::: TASK MATERIAL
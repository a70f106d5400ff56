use argon2::Argon2;
use argon2::password_hash::{PasswordHash, PasswordVerifier};
use yelda_accounts::domain::repository::AccountRepository;
use yelda_accounts::domain::types::{AccountChanges, NewAccount};
use yelda_accounts::error::AccountsServiceError;
use yelda_accounts::infra::db::DbAccountRepository;
use yelda_domain::code::Authority;
use yelda_domain::id::AccountId;

use crate::helpers::{signup, test_app, test_db};

fn new_account(username: &str) -> NewAccount {
    NewAccount {
        username: username.to_owned(),
        nickname: "Tester".to_owned(),
        password_hash: "$argon2id$placeholder".to_owned(),
        email: format!("{username}@example.com"),
        photo: String::new(),
        authority: Authority::Guest,
    }
}

#[tokio::test]
async fn should_assign_ids_and_find_rows() {
    let repo = DbAccountRepository { db: test_db().await };
    let alice = repo.add(new_account("alice123")).await.unwrap();
    let bob = repo.add(new_account("bob12345")).await.unwrap();
    assert_ne!(alice.id, bob.id);

    let found = repo.find_by_id(alice.id).await.unwrap().unwrap();
    assert_eq!(found, alice);
    assert!(repo.find_by_id(AccountId(9999)).await.unwrap().is_none());

    let all = repo.find_all().await.unwrap();
    assert_eq!(all, vec![alice, bob]);
}

#[tokio::test]
async fn should_surface_duplicate_username_as_taken() {
    let repo = DbAccountRepository { db: test_db().await };
    repo.add(new_account("alice123")).await.unwrap();
    let result = repo.add(new_account("alice123")).await;
    assert!(
        matches!(result, Err(AccountsServiceError::UsernameTaken)),
        "expected UsernameTaken, got {result:?}"
    );
    assert_eq!(repo.find_all().await.unwrap().len(), 1);
}

#[tokio::test]
async fn should_count_affected_rows_on_update_and_delete() {
    let repo = DbAccountRepository { db: test_db().await };
    let alice = repo.add(new_account("alice123")).await.unwrap();

    let changes = AccountChanges {
        authority: Some(Authority::Doctor),
        ..Default::default()
    };
    assert_eq!(repo.update_by_id(alice.id, changes.clone()).await.unwrap(), 1);
    assert_eq!(repo.update_by_id(AccountId(404), changes).await.unwrap(), 0);
    let updated = repo.find_by_id(alice.id).await.unwrap().unwrap();
    assert_eq!(updated.authority, Authority::Doctor);
    assert_eq!(updated.nickname, "Tester");

    assert_eq!(repo.delete_by_id(alice.id).await.unwrap(), 1);
    assert_eq!(repo.delete_by_id(alice.id).await.unwrap(), 0);
}

#[tokio::test]
async fn should_surface_rename_collision_as_taken() {
    let repo = DbAccountRepository { db: test_db().await };
    repo.add(new_account("alice123")).await.unwrap();
    let bob = repo.add(new_account("bob12345")).await.unwrap();
    let result = repo
        .update_by_id(
            bob.id,
            AccountChanges {
                username: Some("alice123".to_owned()),
                ..Default::default()
            },
        )
        .await;
    assert!(matches!(result, Err(AccountsServiceError::UsernameTaken)));
}

#[tokio::test]
async fn should_store_only_password_hash() {
    let app = test_app().await;
    let id = signup(&app, "alice123", "Passw0rd").await;
    let repo = DbAccountRepository { db: app.db.clone() };
    let stored = repo
        .find_by_id(AccountId(id as i32))
        .await
        .unwrap()
        .unwrap();
    assert_ne!(stored.password_hash, "Passw0rd");
    let parsed = PasswordHash::new(&stored.password_hash).unwrap();
    assert!(
        Argon2::default()
            .verify_password(b"Passw0rd", &parsed)
            .is_ok()
    );
}
#![allow(async_fn_in_trait)]

use yelda_domain::id::AccountId;

use crate::domain::types::{Account, AccountChanges, NewAccount};
use crate::error::AccountsServiceError;

/// Repository for accounts.
///
/// A unique-index violation on `username` must surface as
/// [`AccountsServiceError::UsernameTaken`], never as `Internal`.
pub trait AccountRepository: Send + Sync {
    async fn find_by_id(&self, id: AccountId) -> Result<Option<Account>, AccountsServiceError>;
    async fn find_all(&self) -> Result<Vec<Account>, AccountsServiceError>;
    async fn add(&self, account: NewAccount) -> Result<Account, AccountsServiceError>;
    /// Returns the number of rows affected (0 or 1).
    async fn update_by_id(
        &self,
        id: AccountId,
        changes: AccountChanges,
    ) -> Result<u64, AccountsServiceError>;
    /// Returns the number of rows affected (0 or 1).
    async fn delete_by_id(&self, id: AccountId) -> Result<u64, AccountsServiceError>;
}
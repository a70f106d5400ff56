use axum::extract::FromRef;
use sea_orm::DatabaseConnection;

use crate::domain::filename::FilenamePolicy;
use crate::infra::db::DbAccountRepository;

/// Shared application state passed to every handler via axum `State`.
#[derive(Clone)]
pub struct AppState {
    pub db: DatabaseConnection,
    pub filenames: FilenamePolicy,
}

impl AppState {
    pub fn account_repo(&self) -> DbAccountRepository {
        DbAccountRepository {
            db: self.db.clone(),
        }
    }
}

impl FromRef<AppState> for DatabaseConnection {
    fn from_ref(state: &AppState) -> Self {
        state.db.clone()
    }
}
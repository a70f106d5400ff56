//! Auth types shared across Yelda services.
//!
//! Provides the `Principal` extractor for gateway-injected identity headers.

pub mod principal;
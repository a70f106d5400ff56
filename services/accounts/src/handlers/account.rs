use axum::{
    Form, Json,
    extract::{Path, State},
    http::StatusCode,
};
use serde::{Deserialize, Serialize};

use yelda_auth_types::principal::Principal;
use yelda_domain::code::Authority;
use yelda_domain::id::AccountId;

use crate::domain::policy::parse_code;
use crate::domain::types::Account;
use crate::error::AccountsServiceError;
use crate::state::AppState;
use crate::usecase::account::{
    CreateAccountInput, CreateAccountUseCase, DeleteAccountUseCase, GetAccountUseCase,
    ListAccountsUseCase, UpdateAccountInput, UpdateAccountUseCase,
};

// ── Response types ───────────────────────────────────────────────────────────

/// Public view of an account. The password hash is never serialized.
#[derive(Debug, Serialize)]
pub struct AccountResponse {
    pub id: AccountId,
    pub username: String,
    pub nickname: String,
    pub email: String,
    pub photo: String,
    pub authority: Authority,
}

impl From<Account> for AccountResponse {
    fn from(account: Account) -> Self {
        Self {
            id: account.id,
            username: account.username,
            nickname: account.nickname,
            email: account.email,
            photo: account.photo,
            authority: account.authority,
        }
    }
}

#[derive(Serialize)]
pub struct AccountWithMessage {
    #[serde(flatten)]
    pub account: AccountResponse,
    pub message: &'static str,
}

#[derive(Serialize)]
pub struct AccountListResponse {
    pub message: &'static str,
    pub data: Vec<AccountResponse>,
}

// ── GET /accounts/{account_id} ───────────────────────────────────────────────

pub async fn get_account(
    principal: Principal,
    State(state): State<AppState>,
    Path(account_id): Path<AccountId>,
) -> Result<Json<AccountWithMessage>, AccountsServiceError> {
    let usecase = GetAccountUseCase {
        repo: state.account_repo(),
    };
    let account = usecase.execute(&principal, account_id).await?;
    Ok(Json(AccountWithMessage {
        account: account.into(),
        message: "account retrieved",
    }))
}

// ── PUT /accounts/{account_id} ───────────────────────────────────────────────

#[derive(Deserialize)]
pub struct UpdateAccountRequest {
    pub username: Option<String>,
    pub nickname: Option<String>,
    pub password: Option<String>,
    pub email: Option<String>,
    pub photo: Option<String>,
    pub authority: Option<String>,
}

/// Echo of the submitted fields, minus `password`.
#[derive(Serialize)]
pub struct UpdateAccountResponse {
    pub id: AccountId,
    #[serde(skip_serializing_if = "Option::is_none")]
    pub username: Option<String>,
    #[serde(skip_serializing_if = "Option::is_none")]
    pub nickname: Option<String>,
    #[serde(skip_serializing_if = "Option::is_none")]
    pub email: Option<String>,
    #[serde(skip_serializing_if = "Option::is_none")]
    pub photo: Option<String>,
    #[serde(skip_serializing_if = "Option::is_none")]
    pub authority: Option<i32>,
    pub message: &'static str,
}

pub async fn update_account(
    principal: Principal,
    State(state): State<AppState>,
    Path(account_id): Path<AccountId>,
    Form(body): Form<UpdateAccountRequest>,
) -> Result<Json<UpdateAccountResponse>, AccountsServiceError> {
    let usecase = UpdateAccountUseCase {
        repo: state.account_repo(),
        filenames: state.filenames.clone(),
    };
    let echo_username = body.username.clone();
    let echo_nickname = body.nickname.clone();
    let echo_email = body.email.clone();
    let echo_authority = body.authority.as_deref().and_then(parse_code);
    let stored_photo = usecase
        .execute(
            &principal,
            account_id,
            UpdateAccountInput {
                username: body.username,
                nickname: body.nickname,
                password: body.password,
                email: body.email,
                photo: body.photo,
                authority: body.authority,
            },
        )
        .await?;
    Ok(Json(UpdateAccountResponse {
        id: account_id,
        username: echo_username,
        nickname: echo_nickname,
        email: echo_email,
        photo: stored_photo,
        authority: echo_authority,
        message: "account updated",
    }))
}

// ── DELETE /accounts/{account_id} ────────────────────────────────────────────

pub async fn delete_account(
    principal: Principal,
    State(state): State<AppState>,
    Path(account_id): Path<AccountId>,
) -> Result<StatusCode, AccountsServiceError> {
    let usecase = DeleteAccountUseCase {
        repo: state.account_repo(),
    };
    usecase.execute(&principal, account_id).await?;
    Ok(StatusCode::NO_CONTENT)
}

// ── GET /accounts/ ───────────────────────────────────────────────────────────

pub async fn list_accounts(
    principal: Principal,
    State(state): State<AppState>,
) -> Result<Json<AccountListResponse>, AccountsServiceError> {
    let usecase = ListAccountsUseCase {
        repo: state.account_repo(),
    };
    let accounts = usecase.execute(&principal).await?;
    Ok(Json(AccountListResponse {
        message: "accounts listed",
        data: accounts.into_iter().map(AccountResponse::from).collect(),
    }))
}

// ── POST /accounts/ ──────────────────────────────────────────────────────────

#[derive(Deserialize)]
pub struct CreateAccountRequest {
    pub username: Option<String>,
    pub nickname: Option<String>,
    pub password: Option<String>,
    pub email: Option<String>,
    pub photo: Option<String>,
}

pub async fn create_account(
    State(state): State<AppState>,
    Form(body): Form<CreateAccountRequest>,
) -> Result<(StatusCode, Json<AccountWithMessage>), AccountsServiceError> {
    let usecase = CreateAccountUseCase {
        repo: state.account_repo(),
        filenames: state.filenames.clone(),
    };
    let account = usecase
        .execute(CreateAccountInput {
            username: body.username,
            nickname: body.nickname,
            password: body.password,
            email: body.email,
            photo: body.photo,
        })
        .await?;
    Ok((
        StatusCode::CREATED,
        Json(AccountWithMessage {
            account: account.into(),
            message: "account created",
        }),
    ))
}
::::::
Pick out and copy the lines of the entries that hold the string "UpdateAccountRequest".

ANSWER SECTION:
pub struct UpdateAccountRequest {
    Form(body): Form<UpdateAccountRequest>,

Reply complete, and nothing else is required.